Task brief: Lines holding the word "pages" must be located in the listing below and copied.

Task inputs:
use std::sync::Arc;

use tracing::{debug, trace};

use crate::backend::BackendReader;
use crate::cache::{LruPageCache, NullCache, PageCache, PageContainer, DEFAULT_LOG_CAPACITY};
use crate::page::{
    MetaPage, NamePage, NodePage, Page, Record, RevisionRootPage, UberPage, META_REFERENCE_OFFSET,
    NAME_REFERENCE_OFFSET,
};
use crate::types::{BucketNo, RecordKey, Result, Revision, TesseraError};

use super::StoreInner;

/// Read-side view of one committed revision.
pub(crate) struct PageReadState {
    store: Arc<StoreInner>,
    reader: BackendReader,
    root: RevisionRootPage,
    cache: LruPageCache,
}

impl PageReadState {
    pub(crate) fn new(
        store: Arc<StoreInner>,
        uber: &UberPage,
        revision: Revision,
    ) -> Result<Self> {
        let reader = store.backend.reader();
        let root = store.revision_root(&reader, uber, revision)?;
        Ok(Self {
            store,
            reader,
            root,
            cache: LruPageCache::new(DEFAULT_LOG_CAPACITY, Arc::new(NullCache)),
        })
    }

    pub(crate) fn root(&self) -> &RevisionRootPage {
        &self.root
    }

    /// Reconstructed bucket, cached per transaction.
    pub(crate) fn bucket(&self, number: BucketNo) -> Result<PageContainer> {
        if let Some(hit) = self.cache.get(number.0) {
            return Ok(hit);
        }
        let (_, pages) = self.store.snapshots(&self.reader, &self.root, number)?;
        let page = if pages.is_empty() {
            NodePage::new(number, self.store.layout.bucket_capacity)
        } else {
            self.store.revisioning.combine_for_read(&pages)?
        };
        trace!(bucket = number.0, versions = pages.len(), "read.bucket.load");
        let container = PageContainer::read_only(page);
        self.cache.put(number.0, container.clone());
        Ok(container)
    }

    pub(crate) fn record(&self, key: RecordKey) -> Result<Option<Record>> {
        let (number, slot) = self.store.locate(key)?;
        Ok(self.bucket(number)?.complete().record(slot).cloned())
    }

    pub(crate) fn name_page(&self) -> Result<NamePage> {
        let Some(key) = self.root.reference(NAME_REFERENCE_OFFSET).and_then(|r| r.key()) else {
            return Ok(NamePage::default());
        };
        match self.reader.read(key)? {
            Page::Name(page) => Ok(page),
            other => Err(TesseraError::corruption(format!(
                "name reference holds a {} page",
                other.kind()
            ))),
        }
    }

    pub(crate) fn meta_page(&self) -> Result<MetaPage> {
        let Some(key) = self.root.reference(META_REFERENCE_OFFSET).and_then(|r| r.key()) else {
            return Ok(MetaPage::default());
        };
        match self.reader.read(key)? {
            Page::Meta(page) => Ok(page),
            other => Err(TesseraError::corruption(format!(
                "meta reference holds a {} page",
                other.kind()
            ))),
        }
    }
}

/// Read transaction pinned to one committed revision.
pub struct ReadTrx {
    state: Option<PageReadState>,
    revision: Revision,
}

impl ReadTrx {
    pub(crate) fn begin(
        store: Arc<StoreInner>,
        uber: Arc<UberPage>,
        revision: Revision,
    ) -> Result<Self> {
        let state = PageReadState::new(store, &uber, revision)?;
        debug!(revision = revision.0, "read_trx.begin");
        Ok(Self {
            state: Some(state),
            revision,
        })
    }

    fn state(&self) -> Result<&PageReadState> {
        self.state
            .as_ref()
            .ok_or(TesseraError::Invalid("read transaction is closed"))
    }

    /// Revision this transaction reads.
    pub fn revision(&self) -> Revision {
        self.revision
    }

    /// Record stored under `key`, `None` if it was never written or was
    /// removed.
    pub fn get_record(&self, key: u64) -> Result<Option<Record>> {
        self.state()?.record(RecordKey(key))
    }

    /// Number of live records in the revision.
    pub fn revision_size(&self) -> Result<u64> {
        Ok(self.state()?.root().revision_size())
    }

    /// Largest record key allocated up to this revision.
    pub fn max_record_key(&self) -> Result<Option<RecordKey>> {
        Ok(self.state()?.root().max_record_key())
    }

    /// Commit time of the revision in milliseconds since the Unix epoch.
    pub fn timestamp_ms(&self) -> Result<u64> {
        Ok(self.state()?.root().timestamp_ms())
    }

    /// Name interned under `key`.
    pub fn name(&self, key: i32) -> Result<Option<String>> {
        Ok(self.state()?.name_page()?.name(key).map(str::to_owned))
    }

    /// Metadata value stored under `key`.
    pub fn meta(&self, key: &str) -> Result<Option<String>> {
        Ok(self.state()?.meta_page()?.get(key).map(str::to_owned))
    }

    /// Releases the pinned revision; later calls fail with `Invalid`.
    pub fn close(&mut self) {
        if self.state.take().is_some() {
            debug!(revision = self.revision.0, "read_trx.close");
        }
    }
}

--

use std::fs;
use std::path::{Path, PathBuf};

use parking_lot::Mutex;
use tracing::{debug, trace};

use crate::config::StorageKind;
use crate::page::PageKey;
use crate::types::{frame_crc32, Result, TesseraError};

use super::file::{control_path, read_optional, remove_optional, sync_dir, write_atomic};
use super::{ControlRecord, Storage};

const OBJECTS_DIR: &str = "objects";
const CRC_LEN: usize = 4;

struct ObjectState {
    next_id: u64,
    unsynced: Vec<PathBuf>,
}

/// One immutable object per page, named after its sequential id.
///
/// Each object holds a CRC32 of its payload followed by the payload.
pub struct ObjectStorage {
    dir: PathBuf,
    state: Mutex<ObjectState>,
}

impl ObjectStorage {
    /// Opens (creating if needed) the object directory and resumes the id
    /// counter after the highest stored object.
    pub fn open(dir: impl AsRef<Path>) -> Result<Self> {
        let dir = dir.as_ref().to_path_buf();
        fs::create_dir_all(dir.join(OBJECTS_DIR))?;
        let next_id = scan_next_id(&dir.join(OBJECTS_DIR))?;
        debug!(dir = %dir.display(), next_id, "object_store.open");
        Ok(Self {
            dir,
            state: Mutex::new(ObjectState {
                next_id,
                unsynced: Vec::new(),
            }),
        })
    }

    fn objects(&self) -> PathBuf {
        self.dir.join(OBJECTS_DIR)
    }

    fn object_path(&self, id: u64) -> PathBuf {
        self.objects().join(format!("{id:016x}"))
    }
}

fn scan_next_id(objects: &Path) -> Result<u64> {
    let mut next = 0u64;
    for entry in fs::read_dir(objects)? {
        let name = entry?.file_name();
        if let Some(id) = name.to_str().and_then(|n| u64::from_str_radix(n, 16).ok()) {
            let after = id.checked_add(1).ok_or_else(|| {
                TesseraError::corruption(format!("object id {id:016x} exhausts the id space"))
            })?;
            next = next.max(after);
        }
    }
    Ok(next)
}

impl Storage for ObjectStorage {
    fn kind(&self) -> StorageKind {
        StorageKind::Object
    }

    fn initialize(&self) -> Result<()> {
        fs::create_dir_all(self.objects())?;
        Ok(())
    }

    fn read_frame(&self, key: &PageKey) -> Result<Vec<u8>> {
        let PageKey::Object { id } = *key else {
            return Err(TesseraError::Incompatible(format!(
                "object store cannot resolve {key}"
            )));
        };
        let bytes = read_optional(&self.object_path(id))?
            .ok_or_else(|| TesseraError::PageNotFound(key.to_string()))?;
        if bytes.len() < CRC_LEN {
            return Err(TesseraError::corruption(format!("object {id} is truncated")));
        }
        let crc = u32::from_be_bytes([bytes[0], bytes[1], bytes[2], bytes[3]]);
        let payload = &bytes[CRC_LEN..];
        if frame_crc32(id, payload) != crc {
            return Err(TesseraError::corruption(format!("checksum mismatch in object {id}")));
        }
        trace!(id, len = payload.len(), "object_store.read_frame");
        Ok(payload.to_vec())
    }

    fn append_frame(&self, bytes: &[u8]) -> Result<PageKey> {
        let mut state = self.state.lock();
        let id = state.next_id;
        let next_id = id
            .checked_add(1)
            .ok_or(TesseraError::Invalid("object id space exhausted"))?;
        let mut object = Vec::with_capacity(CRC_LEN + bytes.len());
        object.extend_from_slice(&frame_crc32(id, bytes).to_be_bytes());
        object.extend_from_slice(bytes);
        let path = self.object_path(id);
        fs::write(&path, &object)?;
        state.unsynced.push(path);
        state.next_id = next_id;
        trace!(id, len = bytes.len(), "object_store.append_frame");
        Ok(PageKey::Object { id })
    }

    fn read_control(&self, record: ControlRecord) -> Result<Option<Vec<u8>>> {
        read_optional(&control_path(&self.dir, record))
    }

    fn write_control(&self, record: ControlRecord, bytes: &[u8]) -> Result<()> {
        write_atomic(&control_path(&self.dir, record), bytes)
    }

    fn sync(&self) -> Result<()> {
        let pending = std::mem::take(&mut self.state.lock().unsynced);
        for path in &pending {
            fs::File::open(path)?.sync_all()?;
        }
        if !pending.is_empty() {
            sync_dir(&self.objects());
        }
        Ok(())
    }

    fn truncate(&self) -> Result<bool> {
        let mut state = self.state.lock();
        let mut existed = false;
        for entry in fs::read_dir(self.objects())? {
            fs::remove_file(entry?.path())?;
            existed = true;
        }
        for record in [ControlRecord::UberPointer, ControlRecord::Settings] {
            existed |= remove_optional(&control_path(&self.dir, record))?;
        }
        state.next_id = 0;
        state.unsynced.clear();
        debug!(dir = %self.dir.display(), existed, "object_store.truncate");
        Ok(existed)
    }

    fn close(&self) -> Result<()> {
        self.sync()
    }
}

Response to the task:
        let (_, pages) = self.store.snapshots(&self.reader, &self.root, number)?;
        let page = if pages.is_empty() {
            self.store.revisioning.combine_for_read(&pages)?
        trace!(bucket = number.0, versions = pages.len(), "read.bucket.load");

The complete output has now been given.